● Task statement
The answer must be a single number: how many lines below contain "Copy".

═══ Entries provided

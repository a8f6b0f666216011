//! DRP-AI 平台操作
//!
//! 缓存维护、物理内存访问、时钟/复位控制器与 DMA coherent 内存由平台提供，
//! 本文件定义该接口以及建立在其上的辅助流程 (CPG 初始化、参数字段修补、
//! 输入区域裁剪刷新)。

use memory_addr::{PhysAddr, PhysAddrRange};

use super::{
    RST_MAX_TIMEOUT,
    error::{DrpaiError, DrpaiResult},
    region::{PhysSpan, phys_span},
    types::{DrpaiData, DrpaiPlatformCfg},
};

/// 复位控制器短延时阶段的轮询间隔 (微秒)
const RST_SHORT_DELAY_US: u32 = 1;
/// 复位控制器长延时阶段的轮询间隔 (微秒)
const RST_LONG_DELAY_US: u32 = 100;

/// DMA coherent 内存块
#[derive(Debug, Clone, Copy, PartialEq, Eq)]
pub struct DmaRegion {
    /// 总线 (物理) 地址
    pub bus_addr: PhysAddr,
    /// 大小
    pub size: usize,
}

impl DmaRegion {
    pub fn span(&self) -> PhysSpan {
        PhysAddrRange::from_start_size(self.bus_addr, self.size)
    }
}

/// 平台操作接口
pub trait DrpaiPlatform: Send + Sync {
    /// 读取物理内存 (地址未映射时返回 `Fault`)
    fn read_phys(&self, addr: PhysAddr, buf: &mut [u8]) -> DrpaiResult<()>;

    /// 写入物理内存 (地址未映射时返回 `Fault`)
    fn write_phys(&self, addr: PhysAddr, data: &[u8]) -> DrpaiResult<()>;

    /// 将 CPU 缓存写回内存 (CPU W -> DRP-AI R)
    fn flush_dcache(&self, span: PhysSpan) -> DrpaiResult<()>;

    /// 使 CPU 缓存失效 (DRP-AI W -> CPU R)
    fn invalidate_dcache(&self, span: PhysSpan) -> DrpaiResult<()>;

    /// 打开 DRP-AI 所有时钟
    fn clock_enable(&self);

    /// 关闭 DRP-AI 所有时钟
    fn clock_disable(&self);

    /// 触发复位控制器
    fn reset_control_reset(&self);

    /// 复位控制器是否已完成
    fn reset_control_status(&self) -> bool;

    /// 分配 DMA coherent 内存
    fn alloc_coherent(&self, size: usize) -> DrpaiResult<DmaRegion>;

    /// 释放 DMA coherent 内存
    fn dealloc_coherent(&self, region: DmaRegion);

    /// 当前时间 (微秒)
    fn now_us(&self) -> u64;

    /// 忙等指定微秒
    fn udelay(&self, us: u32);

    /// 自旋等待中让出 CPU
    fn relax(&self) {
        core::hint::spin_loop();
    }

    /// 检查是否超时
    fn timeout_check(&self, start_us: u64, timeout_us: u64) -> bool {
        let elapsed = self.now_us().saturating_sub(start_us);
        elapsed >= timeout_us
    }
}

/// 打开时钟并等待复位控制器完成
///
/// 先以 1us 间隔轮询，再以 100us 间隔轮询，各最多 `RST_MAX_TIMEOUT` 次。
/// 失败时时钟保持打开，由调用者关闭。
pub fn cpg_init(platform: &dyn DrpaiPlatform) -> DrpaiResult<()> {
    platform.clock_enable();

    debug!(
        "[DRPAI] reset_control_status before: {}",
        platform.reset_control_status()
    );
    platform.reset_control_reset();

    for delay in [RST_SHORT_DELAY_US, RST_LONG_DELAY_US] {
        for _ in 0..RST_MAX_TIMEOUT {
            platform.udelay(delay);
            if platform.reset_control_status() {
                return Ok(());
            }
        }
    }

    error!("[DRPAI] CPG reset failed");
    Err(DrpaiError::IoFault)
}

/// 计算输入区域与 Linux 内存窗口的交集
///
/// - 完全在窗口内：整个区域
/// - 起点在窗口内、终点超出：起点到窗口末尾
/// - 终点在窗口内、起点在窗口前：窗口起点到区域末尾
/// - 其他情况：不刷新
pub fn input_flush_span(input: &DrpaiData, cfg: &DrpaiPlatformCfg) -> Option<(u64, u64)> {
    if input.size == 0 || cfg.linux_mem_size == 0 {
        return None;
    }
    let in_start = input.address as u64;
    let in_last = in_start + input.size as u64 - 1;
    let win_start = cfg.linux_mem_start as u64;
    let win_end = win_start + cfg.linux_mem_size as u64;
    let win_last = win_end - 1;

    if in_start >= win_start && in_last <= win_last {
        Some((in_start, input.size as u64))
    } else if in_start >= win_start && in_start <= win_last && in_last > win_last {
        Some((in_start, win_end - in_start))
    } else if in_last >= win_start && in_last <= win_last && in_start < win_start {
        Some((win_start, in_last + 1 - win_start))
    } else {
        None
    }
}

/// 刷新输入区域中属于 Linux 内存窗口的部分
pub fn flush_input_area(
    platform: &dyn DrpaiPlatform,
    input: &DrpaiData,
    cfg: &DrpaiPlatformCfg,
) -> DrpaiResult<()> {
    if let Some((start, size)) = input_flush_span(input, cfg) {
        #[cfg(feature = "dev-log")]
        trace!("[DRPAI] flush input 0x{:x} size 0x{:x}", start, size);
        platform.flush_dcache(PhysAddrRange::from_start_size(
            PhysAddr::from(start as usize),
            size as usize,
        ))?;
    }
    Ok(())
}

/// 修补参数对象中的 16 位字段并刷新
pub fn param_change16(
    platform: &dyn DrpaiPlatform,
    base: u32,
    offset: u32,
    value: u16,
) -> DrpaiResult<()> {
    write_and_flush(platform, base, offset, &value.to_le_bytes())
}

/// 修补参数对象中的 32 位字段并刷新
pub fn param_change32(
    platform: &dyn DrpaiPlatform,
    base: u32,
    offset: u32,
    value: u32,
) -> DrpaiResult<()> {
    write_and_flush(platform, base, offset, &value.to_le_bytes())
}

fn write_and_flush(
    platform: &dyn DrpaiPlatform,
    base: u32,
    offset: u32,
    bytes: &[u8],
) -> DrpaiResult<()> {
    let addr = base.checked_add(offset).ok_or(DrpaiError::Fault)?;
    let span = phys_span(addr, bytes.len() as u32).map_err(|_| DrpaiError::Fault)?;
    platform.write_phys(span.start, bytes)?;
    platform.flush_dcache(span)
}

══════
═══ Entries provided

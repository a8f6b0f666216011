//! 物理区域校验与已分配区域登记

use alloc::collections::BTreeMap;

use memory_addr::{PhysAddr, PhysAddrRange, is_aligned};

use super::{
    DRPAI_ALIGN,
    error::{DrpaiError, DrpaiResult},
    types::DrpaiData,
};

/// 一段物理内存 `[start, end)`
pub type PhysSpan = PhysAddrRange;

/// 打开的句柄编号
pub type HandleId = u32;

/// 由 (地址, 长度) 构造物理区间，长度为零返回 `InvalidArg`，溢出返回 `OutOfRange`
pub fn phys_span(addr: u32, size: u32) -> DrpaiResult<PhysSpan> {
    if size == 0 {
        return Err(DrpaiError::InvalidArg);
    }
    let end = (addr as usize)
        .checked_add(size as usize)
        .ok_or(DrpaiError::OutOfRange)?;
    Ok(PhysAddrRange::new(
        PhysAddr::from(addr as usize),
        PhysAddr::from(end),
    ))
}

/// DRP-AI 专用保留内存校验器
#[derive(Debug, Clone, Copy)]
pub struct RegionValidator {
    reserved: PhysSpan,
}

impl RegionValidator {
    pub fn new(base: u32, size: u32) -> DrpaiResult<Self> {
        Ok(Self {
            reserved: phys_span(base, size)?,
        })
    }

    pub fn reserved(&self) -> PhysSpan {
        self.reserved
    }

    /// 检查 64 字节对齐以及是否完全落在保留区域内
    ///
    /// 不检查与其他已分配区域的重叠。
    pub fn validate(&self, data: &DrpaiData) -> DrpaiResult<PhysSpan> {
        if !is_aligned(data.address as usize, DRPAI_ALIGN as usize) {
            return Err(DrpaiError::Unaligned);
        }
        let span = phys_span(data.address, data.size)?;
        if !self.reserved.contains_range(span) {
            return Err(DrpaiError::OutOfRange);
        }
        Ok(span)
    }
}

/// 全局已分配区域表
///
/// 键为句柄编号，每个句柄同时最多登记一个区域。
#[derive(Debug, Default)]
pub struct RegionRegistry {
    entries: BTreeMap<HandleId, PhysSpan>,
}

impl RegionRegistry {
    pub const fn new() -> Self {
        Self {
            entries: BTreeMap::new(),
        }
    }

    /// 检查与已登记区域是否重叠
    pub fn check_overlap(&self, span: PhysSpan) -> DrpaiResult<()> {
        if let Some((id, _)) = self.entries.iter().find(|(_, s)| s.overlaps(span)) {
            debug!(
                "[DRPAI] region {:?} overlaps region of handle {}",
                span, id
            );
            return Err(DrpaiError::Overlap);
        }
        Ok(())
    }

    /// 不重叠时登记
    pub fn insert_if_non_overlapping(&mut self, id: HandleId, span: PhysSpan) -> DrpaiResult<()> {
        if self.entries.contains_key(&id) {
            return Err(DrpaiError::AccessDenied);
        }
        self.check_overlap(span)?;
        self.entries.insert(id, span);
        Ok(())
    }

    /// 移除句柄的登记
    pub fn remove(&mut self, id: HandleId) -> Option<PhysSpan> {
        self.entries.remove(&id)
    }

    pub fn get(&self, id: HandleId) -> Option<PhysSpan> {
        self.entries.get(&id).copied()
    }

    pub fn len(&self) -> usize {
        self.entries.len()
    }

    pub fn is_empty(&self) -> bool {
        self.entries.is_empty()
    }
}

══════

● Task result
2